Swept Away is gratefully dedicated to all my dear friends who’ve encouraged me from the first day I decided to write. You’ve been wonderful fans, and I love you all.

Prologue

Jamaica, Late Spring, 1863

 

Consumed with a restless energy, Raven changed his pose frequently as he leaned against the mantel in his uncle’s study, for the subject under discussion was not one he cared to pursue. “The very last thing I require is a bride, Alex, and you know that as well as I do,” he insisted for what seemed like the hundredth time. His voice was deep, yet soft and amazingly gentle to the ear despite the exasperation of his mood.

While he readily understood the cause of his nephew’s pensive frown, Alexander Sutton’s own expression was filled with a warm glow of admiration and pride. Raven Blade was always described as tall and dark but Alex knew that was no more than the superficial impression one gathered at first glance. While the words were true, they revealed far too little about the complex young man whose dashing good looks fascinated women, and made men so envious they frequently failed to notice the brilliance of his mind.

Years at sea had enhanced the bronze tones of his skin with a deep tan that never faded. The somber effect of his coal black hair was softened by thick, boyish curls but there was nothing youthful about his eyes. They were so deep a brown they appeared black and his gaze was often guarded, for Raven sought to see what others missed: the secrets that lay hidden beneath the layers of pretense that passed for fine manners in polite society.

An active man, he had an athlete’s grace and superbly muscled build. He wore finely tailored garments with the same ease he had once worn rags: with a careless nonchalance that belied their princely cost. He gave his extensive wardrobe no more thought than a horse gives his blanket, but despite the elegance of his apparel he had not once been called a dandy. He was now in his shirtsleeves, but that provided scant comfort in Jamaica’s sultry climate.

Alex nodded slightly to acknowledge Raven’s view, but he was too intent upon making his point to give in. “Julian thinks I may have a year left, but certainly not two. Before I die, I want to see you have a suitably adoring wife to look after you. I’m doing you a kindness by insisting upon it. You may not realize that now, but you’ll thank me for it later. I was married by your age, so my advice is based on my own experience, and it’s probably the most valuable I’ve ever given you.”

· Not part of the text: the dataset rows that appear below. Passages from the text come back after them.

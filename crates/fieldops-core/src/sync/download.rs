//! Download and merge engine.
//!
//! Fetches server-side changes since the sync checkpoint and merges them
//! into the local store with a per-record last-writer-wins comparison.
//! There is no cross-kind transaction: each kind's batch commits on its
//! own, so partial application is possible and convergence is reached
//! over subsequent cycles.

use std::sync::{Arc, Mutex};

use chrono::{DateTime, Utc};
use tokio::time::Instant;
use uuid::Uuid;

use crate::model::{
    ConflictSnapshot, EntityKind, LocalRecord, MergeOp, SyncStatus,
};
use crate::storage::Database;

use super::client::RemoteClient;
use super::codec::RemoteRecord;
use super::deadline_expired;
use super::types::PhaseAbort;

/// Counters for one download phase.
#[derive(Debug, Default, Clone, Copy)]
pub struct MergeReport {
    pub inserted: usize,
    pub overwritten: usize,
    pub conflicted: usize,
    pub skipped: usize,
}

/// Returns the merge counters plus the instant the fetch started, which
/// is what the checkpoint advances to: server changes landing while the
/// rest of the cycle runs stay inside the next `since` window.
pub(crate) async fn run(
    db: &Arc<Mutex<Database>>,
    client: &Arc<RemoteClient>,
    deadline: Option<Instant>,
) -> Result<(MergeReport, DateTime<Utc>), PhaseAbort> {
    if deadline_expired(deadline) {
        return Err(PhaseAbort::Expired);
    }

    let since = db.lock().unwrap().checkpoint()?;
    let fetched_at = Utc::now();
    // The fetch itself failing is a cycle-level error, not a per-record one.
    let feed = match deadline {
        Some(at) => tokio::time::timeout_at(at, client.fetch_updates_since(since))
            .await
            .map_err(|_| PhaseAbort::Expired)?
            .map_err(PhaseAbort::Fatal)?,
        None => client.fetch_updates_since(since).await.map_err(PhaseAbort::Fatal)?,
    };
    tracing::debug!(since = ?since, incoming = feed.len(), "merging server updates");

    let mut report = MergeReport::default();
    for (kind, records) in feed.by_kind() {
        if deadline_expired(deadline) {
            return Err(PhaseAbort::Expired);
        }

        let mut ops = Vec::new();
        for incoming in records {
            let local = db
                .lock()
                .unwrap()
                .find_by_server_id(kind, &incoming.server_id)?;
            match decide_merge(kind, local.as_ref(), incoming) {
                Some(op) => {
                    match &op {
                        MergeOp::Insert(_) => report.inserted += 1,
                        MergeOp::Overwrite { .. } => report.overwritten += 1,
                        MergeOp::FlagConflict(_) => report.conflicted += 1,
                    }
                    ops.push(op);
                }
                None => report.skipped += 1,
            }
        }
        db.lock().unwrap().apply_merge_batch(&ops)?;
    }

    Ok((report, fetched_at))
}

/// Last-writer-wins merge decision for one incoming record.
///
/// Incoming strictly newer than the local copy wins. An incoming copy that
/// is same-or-older than a locally diverged record means a local edit
/// raced the server: flag the conflict and stash the incoming payload for
/// the resolver. Same-or-older against a clean `Synced` record is just
/// stale or duplicate delivery and is ignored.
pub fn decide_merge(
    kind: EntityKind,
    local: Option<&LocalRecord>,
    incoming: &RemoteRecord,
) -> Option<MergeOp> {
    let local = match local {
        None => {
            return Some(MergeOp::Insert(LocalRecord {
                kind,
                local_id: Uuid::new_v4(),
                server_id: Some(incoming.server_id.clone()),
                sync_status: SyncStatus::Synced,
                last_modified: incoming.last_modified,
                payload: incoming.payload.clone(),
            }))
        }
        Some(local) => local,
    };

    if incoming.last_modified > local.last_modified {
        return Some(MergeOp::Overwrite {
            kind,
            local_id: local.local_id,
            payload: incoming.payload.clone(),
            last_modified: incoming.last_modified,
        });
    }

    if local.sync_status == SyncStatus::Synced {
        // Stale or duplicate delivery of state we already hold.
        return None;
    }

    Some(MergeOp::FlagConflict(ConflictSnapshot {
        kind,
        local_id: local.local_id,
        remote_payload: incoming.payload.clone(),
        remote_last_modified: incoming.last_modified,
    }))
}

Raven turned his back on his companion and rested his outstretched arms on the mantel. Taking a deep breath, he valiantly fought against the pain that Alex’s casual mention of his impending death had caused him. At thirty-eight, Alex had already outlived his father by five years, and his grandfather by seven. While he was clearly able to accept the heart disease that had plagued the Sutton family for generations, Raven could not.

“There are other doctors. Why must you accept Julian’s prognosis as though it were a death sentence?”

Annoyed, Alex shook his head sadly. “I refuse to fool myself, Raven. I would only be wasting whatever precious time I have left if I used it to travel Europe searching for a physician who could extend my life. I prefer to take each day as it comes, and to enjoy it as best I can.”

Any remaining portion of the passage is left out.